• [EXERCISE REQUIREMENTS]: Copy each line below containing "thread".

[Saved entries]
■ ■ ■ ■

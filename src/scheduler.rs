//! The [DecodeScheduler] funnels all decode work through one dedicated
//! worker thread.
//!
//! The underlying native decode paths are not reentrant, so running two
//! decodes at once is a correctness hazard, not a tuning knob.  Every
//! submitted task runs strictly FIFO, one at a time, regardless of how
//! many resources are asking; callers must expect to queue behind
//! unrelated work.  [DecodeScheduler::global] provides the process-wide
//! instance that enforces the invariant across the whole program, while
//! tests build private schedulers.
use std::panic::{catch_unwind, AssertUnwindSafe};
use std::sync::atomic::{AtomicBool, Ordering};
use std::sync::{Arc, Condvar, Mutex, OnceLock};
use std::thread;

type Job = Box<dyn FnOnce() + Send + 'static>;

/// A submitted task did not produce a result.
#[derive(Debug, Clone, Copy, PartialEq, Eq, thiserror::Error)]
pub enum TaskError {
    /// The task was cancelled before the worker started it.
    #[error("task was cancelled before it started")]
    Cancelled,
    /// The task panicked; the worker itself keeps running.
    #[error("task panicked while executing")]
    Panicked,
}

enum TaskState<T> {
    Pending,
    Done(T),
    Failed(TaskError),
}

struct TaskShared<T> {
    state: Mutex<TaskState<T>>,
    done: Condvar,
    cancel: AtomicBool,
}

impl<T> TaskShared<T> {
    fn finish(&self, state: TaskState<T>) {
        *self.state.lock().unwrap() = state;
        self.done.notify_all();
    }
}

/// Handle to one queued task.
pub struct TaskHandle<T> {
    shared: Arc<TaskShared<T>>,
}

impl<T> TaskHandle<T> {
    /// Block until the task completes, yielding its output.
    pub fn wait(self) -> Result<T, TaskError> {
        let mut state = self.shared.state.lock().unwrap();
        loop {
            match std::mem::replace(&mut *state, TaskState::Pending) {
                TaskState::Done(v) => return Ok(v),
                TaskState::Failed(e) => return Err(e),
                TaskState::Pending => state = self.shared.done.wait(state).unwrap(),
            }
        }
    }

    /// Advisory cancellation.  Only a task the worker has not yet started
    /// is affected; a running decode is never interrupted, since the
    /// native decoder below it cannot be.
    pub fn cancel(&self) {
        self.shared.cancel.store(true, Ordering::Release);
    }

    pub fn is_finished(&self) -> bool {
        !matches!(*self.shared.state.lock().unwrap(), TaskState::Pending)
    }
}

pub struct DecodeScheduler {
    tx: crossbeam_channel::Sender<Job>,
}

static GLOBAL_SCHEDULER: OnceLock<Arc<DecodeScheduler>> = OnceLock::new();

impl DecodeScheduler {
    /// Spawn the worker and return a scheduler feeding it.
    ///
    /// The worker runs until the scheduler is dropped; tasks still queued
    /// at that point are executed before the thread exits.
    pub fn new() -> DecodeScheduler {
        let (tx, rx) = crossbeam_channel::unbounded::<Job>();
        thread::Builder::new()
            .name("decode-worker".into())
            .spawn(move || {
                log::debug!("decode worker started");
                while let Ok(job) = rx.recv() {
                    job();
                }
                log::debug!("decode worker shutting down");
            })
            .expect("Should spawn the decode worker");
        DecodeScheduler { tx }
    }

    /// The process-wide scheduler.
    ///
    /// All production resources share this instance, preserving the
    /// one-decode-at-a-time invariant across unrelated resources.
    pub fn global() -> Arc<DecodeScheduler> {
        GLOBAL_SCHEDULER
            .get_or_init(|| Arc::new(DecodeScheduler::new()))
            .clone()
    }

    /// Queue a task, returning a handle the caller can block on.
    pub fn submit<T, F>(&self, f: F) -> TaskHandle<T>
    where
        T: Send + 'static,
        F: FnOnce() -> T + Send + 'static,
    {
        let shared = Arc::new(TaskShared {
            state: Mutex::new(TaskState::Pending),
            done: Condvar::new(),
            cancel: AtomicBool::new(false),
        });
        let job_shared = shared.clone();
        let job: Job = Box::new(move || {
            if job_shared.cancel.load(Ordering::Acquire) {
                job_shared.finish(TaskState::Failed(TaskError::Cancelled));
                return;
            }
            match catch_unwind(AssertUnwindSafe(f)) {
                Ok(out) => job_shared.finish(TaskState::Done(out)),
                Err(_) => job_shared.finish(TaskState::Failed(TaskError::Panicked)),
            }
        });
        // The worker owns the receiver for as long as any sender exists,
        // so a send through a live scheduler cannot fail.
        self.tx.send(job).expect("Decode worker should be running");
        TaskHandle { shared }
    }
}

impl Default for DecodeScheduler {
    fn default() -> Self {
        Self::new()
    }
}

■ ■ ■ ■

• [THE ANSWER]:
//! worker thread.
use std::thread;
    /// at that point are executed before the thread exits.
        thread::Builder::new()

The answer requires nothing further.